If it seems that this year’s London Event has come around rather more quickly than usual…it has! This year we are celebrating it on the actual feast day of St Barnabas the Apostle (June 11th) and I hope this will now become an annual tradition whenever it is possible.
The London Event reminds us that the St Barnabas Society is a family. There are those of us who work for the Society at its headquarters in Wolvercote. There are those who serve voluntarily as the Society’s trustees. There are those who are members of the Society and faithfully receive our literature and contribute to its work. There are many others who express an interest in our work and who then give generously to support it. And finally there are our beneficiaries – the principal reason why the Society exists – who, having made the courageous decision to embrace the Catholic faith, often at great personal cost to themselves, rely heavily upon the financial support we are able to offer to them, without which their lives would be an even greater uphill struggle than they are already. So it is important that there is at least one opportunity during the Church’s Year when we can gather together as a family to give thanks to God for the work of the St Barnabas Society, to forge new friendships simply by being together for a few hours, and to re-dedicate ourselves to the work that lies ahead.

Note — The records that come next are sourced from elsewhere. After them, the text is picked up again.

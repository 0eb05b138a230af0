//! Model-facing tools.
//!
//! The root assistant works through exactly three tools, one per router
//! entry point.

pub mod router_tools;

pub use router_tools::{
    dispatch, router_tool_declarations, DiscoverToolSchema, ExecuteToolSchema, DISCOVER_TOOL,
    EXECUTE_TOOL, RESET_TOOL,
};
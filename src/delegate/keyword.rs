//! Deterministic keyword-matching executor.
//!
//! Scores each operation by how many of the resource words in its name occur
//! in the request. Verbs only break ties, so "get order 456" never matches
//! `get_customer_by_id`. Arguments come from `name=value` pairs, from a
//! parameter name followed by a value, and from ID-like tokens.

use std::collections::HashSet;

use async_trait::async_trait;
use once_cell::sync::Lazy;
use regex::Regex;
use serde_json::{Map, Value};

use crate::capabilities::openapi_parser::singularize;
use crate::capabilities::OperationDescriptor;

use super::executor::{CapabilityExecutor, ExecutorError, OperationCall, Selection};

static TOKEN: Lazy<Regex> =
    Lazy::new(|| Regex::new(r#""([^"]*)"|([A-Za-z0-9][A-Za-z0-9._@-]*)"#).unwrap());
static ASSIGNMENT: Lazy<Regex> =
    Lazy::new(|| Regex::new(r#"([A-Za-z_][A-Za-z0-9_]*)\s*[=:]\s*("[^"]*"|[^\s,]+)"#).unwrap());

const VERBS: &[&str] = &[
    "get", "list", "create", "update", "delete", "patch", "put", "post", "fetch", "find",
    "search", "add", "remove", "by", "id", "all",
];

const STOPWORDS: &[&str] = &[
    "a", "an", "the", "for", "with", "of", "to", "me", "please", "my", "and", "in", "on", "at",
    "is", "from", "all",
];

#[derive(Debug, Clone)]
struct Token {
    text: String,
    quoted: bool,
}

impl Token {
    fn is_value(&self) -> bool {
        self.quoted || self.text.chars().any(|c| c.is_ascii_digit())
    }

    fn normalized(&self) -> String {
        singularize(&self.text.to_lowercase())
    }
}

/// Picks operations by word overlap. No model, no network.
#[derive(Debug, Clone, Copy, Default)]
pub struct KeywordExecutor;

impl KeywordExecutor {
    pub fn new() -> Self {
        Self
    }
}

#[async_trait]
impl CapabilityExecutor for KeywordExecutor {
    async fn select(
        &self,
        request: &str,
        operations: &[OperationDescriptor],
        _instruction: &str,
    ) -> Result<Selection, ExecutorError> {
        let tokens = tokenize(request);
        let words: HashSet<String> = tokens
            .iter()
            .filter(|t| !t.quoted)
            .map(Token::normalized)
            .filter(|w| !STOPWORDS.contains(&w.as_str()))
            .collect();

        let mut best: Option<(f64, &OperationDescriptor, Map<String, Value>, Vec<String>)> = None;

        for op in operations {
            let (verbs, nouns): (Vec<&str>, Vec<&str>) = op
                .name
                .split('_')
                .filter(|part| !part.is_empty())
                .partition(|part| VERBS.contains(part));

            let noun_hits = nouns
                .iter()
                .filter(|n| words.contains(&singularize(n)))
                .count();
            if noun_hits == 0 {
                continue;
            }
            let verb_hits = verbs
                .iter()
                .filter(|v| !matches!(**v, "by" | "id") && words.contains(**v))
                .count();

            let arguments = extract_arguments(request, &tokens, op);
            let missing: Vec<String> = op
                .argument_names()
                .into_iter()
                .filter(|name| op.is_required(name) && !arguments.contains_key(name))
                .collect();

            let mut score = noun_hits as f64 * 2.0 + verb_hits as f64;
            score -= (nouns.len() - noun_hits) as f64 * 0.5;
            if missing.is_empty() {
                score += 0.5;
            } else {
                score -= missing.len() as f64;
            }

            if best.as_ref().map_or(true, |(s, ..)| score > *s) {
                best = Some((score, op, arguments, missing));
            }
        }

        let Some((score, op, arguments, missing)) = best else {
            return Ok(Selection::NotFound {
                reason: format!("no available operation matches '{}'", request),
            });
        };

        tracing::debug!(operation = %op.name, score, "Keyword match");

        if !missing.is_empty() {
            return Ok(Selection::Reply(format!(
                "Missing required argument(s) for {}: {}",
                op.name,
                missing.join(", ")
            )));
        }
        Ok(Selection::Invoke(OperationCall::new(
            op.name.clone(),
            Value::Object(arguments),
        )))
    }
}

fn tokenize(request: &str) -> Vec<Token> {
    TOKEN
        .captures_iter(request)
        .filter_map(|caps| {
            if let Some(quoted) = caps.get(1) {
                Some(Token {
                    text: quoted.as_str().to_string(),
                    quoted: true,
                })
            } else {
                caps.get(2).map(|m| Token {
                    text: m.as_str().trim_end_matches('.').to_string(),
                    quoted: false,
                })
            }
        })
        .collect()
}

fn extract_arguments(
    request: &str,
    tokens: &[Token],
    op: &OperationDescriptor,
) -> Map<String, Value> {
    let names = op.argument_names();
    let lookup = |key: &str| names.iter().find(|n| n.eq_ignore_ascii_case(key)).cloned();
    let mut args = Map::new();
    let mut used: HashSet<usize> = HashSet::new();

    for caps in ASSIGNMENT.captures_iter(request) {
        if let Some(name) = lookup(&caps[1]) {
            let raw = caps[2].trim_matches('"');
            args.insert(name.clone(), coerce(op, &name, raw));
        }
    }

    // "limit 5", "id 123"
    for (i, token) in tokens.iter().enumerate() {
        if token.quoted {
            continue;
        }
        let Some(name) = lookup(&token.text) else {
            continue;
        };
        if args.contains_key(&name) {
            continue;
        }
        if let Some(next) = tokens.get(i + 1).filter(|t| t.is_value()) {
            args.insert(name.clone(), coerce(op, &name, &next.text));
            used.insert(i + 1);
        }
    }

    let assigned: HashSet<String> = args
        .values()
        .filter_map(|v| match v {
            Value::String(s) => Some(s.clone()),
            other => Some(other.to_string()),
        })
        .collect();
    let mut values = tokens
        .iter()
        .enumerate()
        .filter(|(i, t)| t.is_value() && !used.contains(i) && !assigned.contains(&t.text))
        .map(|(_, t)| t.text.clone());

    let id_like = |name: &str| {
        let lower = name.to_lowercase();
        lower == "id" || lower.ends_with("_id") || name.ends_with("Id")
    };
    let targets: Vec<String> = names
        .iter()
        .filter(|n| !args.contains_key(*n) && op.is_required(n))
        .chain(
            names
                .iter()
                .filter(|n| !args.contains_key(*n) && !op.is_required(n) && id_like(n.as_str())),
        )
        .cloned()
        .collect();

    for name in targets {
        match values.next() {
            Some(raw) => {
                let value = coerce(op, &name, &raw);
                args.insert(name, value);
            }
            None => break,
        }
    }

    args
}

/// Convert a raw token to the JSON type the parameter schema declares.
fn coerce(op: &OperationDescriptor, name: &str, raw: &str) -> Value {
    let ty = op
        .parameters
        .pointer(&format!("/properties/{}/type", name))
        .and_then(|t| t.as_str())
        .unwrap_or("string");
    match ty {
        "integer" => raw
            .parse::<i64>()
            .map(Value::from)
            .unwrap_or_else(|_| Value::String(raw.to_string())),
        "number" => raw
            .parse::<f64>()
            .map(Value::from)
            .unwrap_or_else(|_| Value::String(raw.to_string())),
        "boolean" => raw
            .parse::<bool>()
            .map(Value::Bool)
            .unwrap_or_else(|_| Value::String(raw.to_string())),
        _ => Value::String(raw.to_string()),
    }
}
//! Capability locators and capability sets.

use std::fmt;

use serde::{Deserialize, Serialize};

use super::operation::{Operation, OperationDescriptor};

/// Opaque reference to a spec resource in the catalog.
///
/// Produced by search, consumed once by the materializer; never interpreted
/// beyond being passed through.
#[derive(Debug, Clone, PartialEq, Eq, Hash, Serialize, Deserialize)]
#[serde(transparent)]
pub struct CapabilityLocator(String);

impl CapabilityLocator {
    pub fn new(value: impl Into<String>) -> Self {
        Self(value.into())
    }

    pub fn as_str(&self) -> &str {
        &self.0
    }
}

impl fmt::Display for CapabilityLocator {
    fn fmt(&self, f: &mut fmt::Formatter<'_>) -> fmt::Result {
        f.write_str(&self.0)
    }
}

/// The operations materialized for one discovery query.
///
/// Immutable once built. Operation names are unique within a set.
#[derive(Debug, Clone)]
pub struct CapabilitySet {
    query: String,
    locator: CapabilityLocator,
    display_name: String,
    description: String,
    operations: Vec<Operation>,
}

impl CapabilitySet {
    pub fn new(
        locator: CapabilityLocator,
        display_name: impl Into<String>,
        description: impl Into<String>,
        operations: Vec<Operation>,
    ) -> Self {
        Self {
            query: String::new(),
            locator,
            display_name: display_name.into(),
            description: description.into(),
            operations,
        }
    }

    /// Record the discovery query that produced this set.
    pub fn with_query(mut self, query: impl Into<String>) -> Self {
        self.query = query.into();
        self
    }

    pub fn query(&self) -> &str {
        &self.query
    }

    pub fn locator(&self) -> &CapabilityLocator {
        &self.locator
    }

    pub fn display_name(&self) -> &str {
        &self.display_name
    }

    pub fn description(&self) -> &str {
        &self.description
    }

    pub fn operations(&self) -> &[Operation] {
        &self.operations
    }

    pub fn len(&self) -> usize {
        self.operations.len()
    }

    pub fn is_empty(&self) -> bool {
        self.operations.is_empty()
    }

    pub fn operation_names(&self) -> Vec<String> {
        self.operations.iter().map(|op| op.name.clone()).collect()
    }

    pub fn get(&self, name: &str) -> Option<&Operation> {
        self.operations.iter().find(|op| op.name == name)
    }

    pub fn descriptors(&self) -> Vec<OperationDescriptor> {
        self.operations.iter().map(Operation::descriptor).collect()
    }
}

The work that lies ahead will be both challenging and exciting as will become clear in time. So I do encourage all of you to make a special effort this year (if it is at all possible) to join us next Monday (June 11th) at 6.30pm at Our Lady of Victories Church, Kensington High Street, in London, for the Solemn Pontifical Mass at which Archbishop Bernard Longley of Birmingham will preside, and the reception afterwards. We all live busy lives and it can be very difficult to make time for everything that is asked of us but your presence at this Mass is so important to the Society and for its work. If you are able to be there we shall be delighted to welcome you. Please try your very best.
In her contribution to the book “The Path to Rome”, which many of you will have read, Ann Widdecombe writes:
“Each (person’s) path to Rome is different. Some paths are straight, others wind and occasionally disappear altogether. Some are lonely, some are crowded. Some are clear, some are brambly. Many are steep. Mine was, but there comes a time when the incline is downwards and the journey gains an almost precipitous momentum.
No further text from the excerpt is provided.